The standard, corporate submission management system configuration is usually a hybrid. A document management system is used to manage the lifecycle of all components, electronic documents, and these are then ‘sent’ to a submission publishing system for assembly, manipulation and printing. These two systems have traditionally been sourced from different vendors, so synchronization between the two has typically been a problem for users, especially as document management systems were often highly and uniquely customized in each company.
Nowadays document management systems are far more sophisticated – indeed they are merging into a new category called enterprise content management (ECM). Modern ECM systems have many tools to support large collections of documents, as well as a range of collaborative process-support, tracking and reporting tools, and given the simplified, XML-based requirements of the eCTD, do not require much extension to manage the entire submission process, packaging and exporting the electronic documents that they already hold. There is significant benefit in using one, primary software product for the entire process.
There are clearly conflicting market forces in play.

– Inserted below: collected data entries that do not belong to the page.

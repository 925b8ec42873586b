use crate::attributes::AttributeProvider;
use crate::error::MetadataError;
use std::fs;
use std::io;
use std::path::Path;

/// Reserved name under which the flag word is readable and writable.
pub const FLAGS_PSEUDO_ATTRIBUTE: &str = "\0B";

/// Provider for platforms with a flag word but no attribute namespace.
///
/// `list` is always empty. [`FLAGS_PSEUDO_ATTRIBUTE`] reads and writes the
/// `st_flags` word as four little-endian bytes; every other name is an empty
/// no-op.
#[derive(Clone, Copy, Debug, Default)]
pub struct FlagsOnlyAttributes;

impl AttributeProvider for FlagsOnlyAttributes {
    fn list(&self, _target: &Path) -> Result<Vec<String>, MetadataError> {
        Ok(Vec::new())
    }

    fn get(&self, target: &Path, name: &str) -> Result<Option<Vec<u8>>, MetadataError> {
        if name != FLAGS_PSEUDO_ATTRIBUTE {
            return Ok(None);
        }
        let metadata = fs::symlink_metadata(target)
            .map_err(|error| MetadataError::new("read flags", target, error))?;
        let flags = platform::flags::stat_flags(&metadata);
        Ok((flags != 0).then(|| flags.to_le_bytes().to_vec()))
    }

    fn set(&self, target: &Path, name: &str, value: &[u8]) -> Result<(), MetadataError> {
        if name != FLAGS_PSEUDO_ATTRIBUTE {
            return Ok(());
        }
        let word = <[u8; 4]>::try_from(value).map_err(|_| {
            MetadataError::new(
                "write flags",
                target,
                io::Error::new(io::ErrorKind::InvalidInput, "flag word must be four bytes"),
            )
        })?;
        platform::flags::lchflags(target, u32::from_le_bytes(word))
            .map_err(|error| MetadataError::new("write flags", target, error))
    }

    fn remove(&self, target: &Path, name: &str) -> Result<(), MetadataError> {
        if name != FLAGS_PSEUDO_ATTRIBUTE {
            return Ok(());
        }
        platform::flags::lchflags(target, 0)
            .map_err(|error| MetadataError::new("clear flags", target, error))
    }
}

#[cfg(test)]
mod tests {
    use super::*;
    use crate::flags::bsd::UF_NODUMP;

    #[test]
    fn flag_word_is_read_and_written_through_the_reserved_name() {
        let dir = tempfile::tempdir().expect("create temp dir");
        let path = dir.path().join("f");
        fs::write(&path, b"x").expect("write file");
        let provider = FlagsOnlyAttributes;

        assert_eq!(provider.get(&path, FLAGS_PSEUDO_ATTRIBUTE).expect("get"), None);
        provider
            .set(&path, FLAGS_PSEUDO_ATTRIBUTE, &UF_NODUMP.to_le_bytes())
            .expect("set nodump");
        assert_eq!(
            provider.get(&path, FLAGS_PSEUDO_ATTRIBUTE).expect("get"),
            Some(UF_NODUMP.to_le_bytes().to_vec())
        );
        assert!(provider.list(&path).expect("list").is_empty());

        provider.remove(&path, FLAGS_PSEUDO_ATTRIBUTE).expect("clear");
        assert_eq!(provider.get(&path, FLAGS_PSEUDO_ATTRIBUTE).expect("get"), None);
    }

    #[test]
    fn other_names_are_empty_no_ops() {
        let dir = tempfile::tempdir().expect("create temp dir");
        let path = dir.path().join("f");
        fs::write(&path, b"x").expect("write file");
        let provider = FlagsOnlyAttributes;

        provider.set(&path, "user.tag", b"v").expect("ignored set");
        provider.remove(&path, "user.tag").expect("ignored remove");
        assert_eq!(provider.get(&path, "user.tag").expect("get"), None);
    }

    #[test]
    fn malformed_flag_word_is_rejected() {
        let dir = tempfile::tempdir().expect("create temp dir");
        let path = dir.path().join("f");
        fs::write(&path, b"x").expect("write file");

        let error = FlagsOnlyAttributes
            .set(&path, FLAGS_PSEUDO_ATTRIBUTE, &[1, 2])
            .unwrap_err();
        assert_eq!(error.source_error().kind(), io::ErrorKind::InvalidInput);
    }
}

On the one hand we see ECM systems being capable of handling more of the submission process, and on the hand other specific steps of the submission process can be handled by purpose-build tools from several vendors. It may be that ECM systems will come to manage the overall process and be supplemented by specialty eCTD tools for specific steps in the process, e.g. validation and printing.
In summary, the development of a relatively standard, open format for electronic submissions in all regions, which should have made submission management a much easier process for life sciences companies, has created new challenges by disrupting the market for the necessary software support tools. Users are faced with a dilemma of choosing between a wide range of new and often incompletely developed tools from many different vendors, and are concerned both about the features they require and the long-term support for those tools (i.e. vendor viability). In some cases companies have simply resorted to building their own submission management software, at least in the interim. As history has shown however, pharmaceutical companies often build software for their own immediate needs, but ultimately they have to transition to commercially available products.
As with all markets, after this current period of uncertainty created by significant change, there will be maturation and stabilization. Already the ICH eCTD and the regional standards have stabilized after a period of rapid evolution, and the FDA for example, has committed not to make further major changes without two years notice. This provides a firm base for the impending market shakeout. The resulting balance between ECM/document management systems, submission management solutions and specialty software tools for specific submission tasks is as yet unknown.
Their prices are similar for comparable functionality, i.e. enterprise-capable publishing software, recognizing that typically the suites are sold in pieces so it can be hard to get a handle on the overall cost for all required functionality. As I mentioned in the article there has been a clear trend of price erosion over the last few years. Of course, none of this is based on published list prices, since they aren’t published, and as a competitor (I work for Open Text, a large ECM vendor – far larger than all of the publishing vendors put together) I have to piece together information different sources.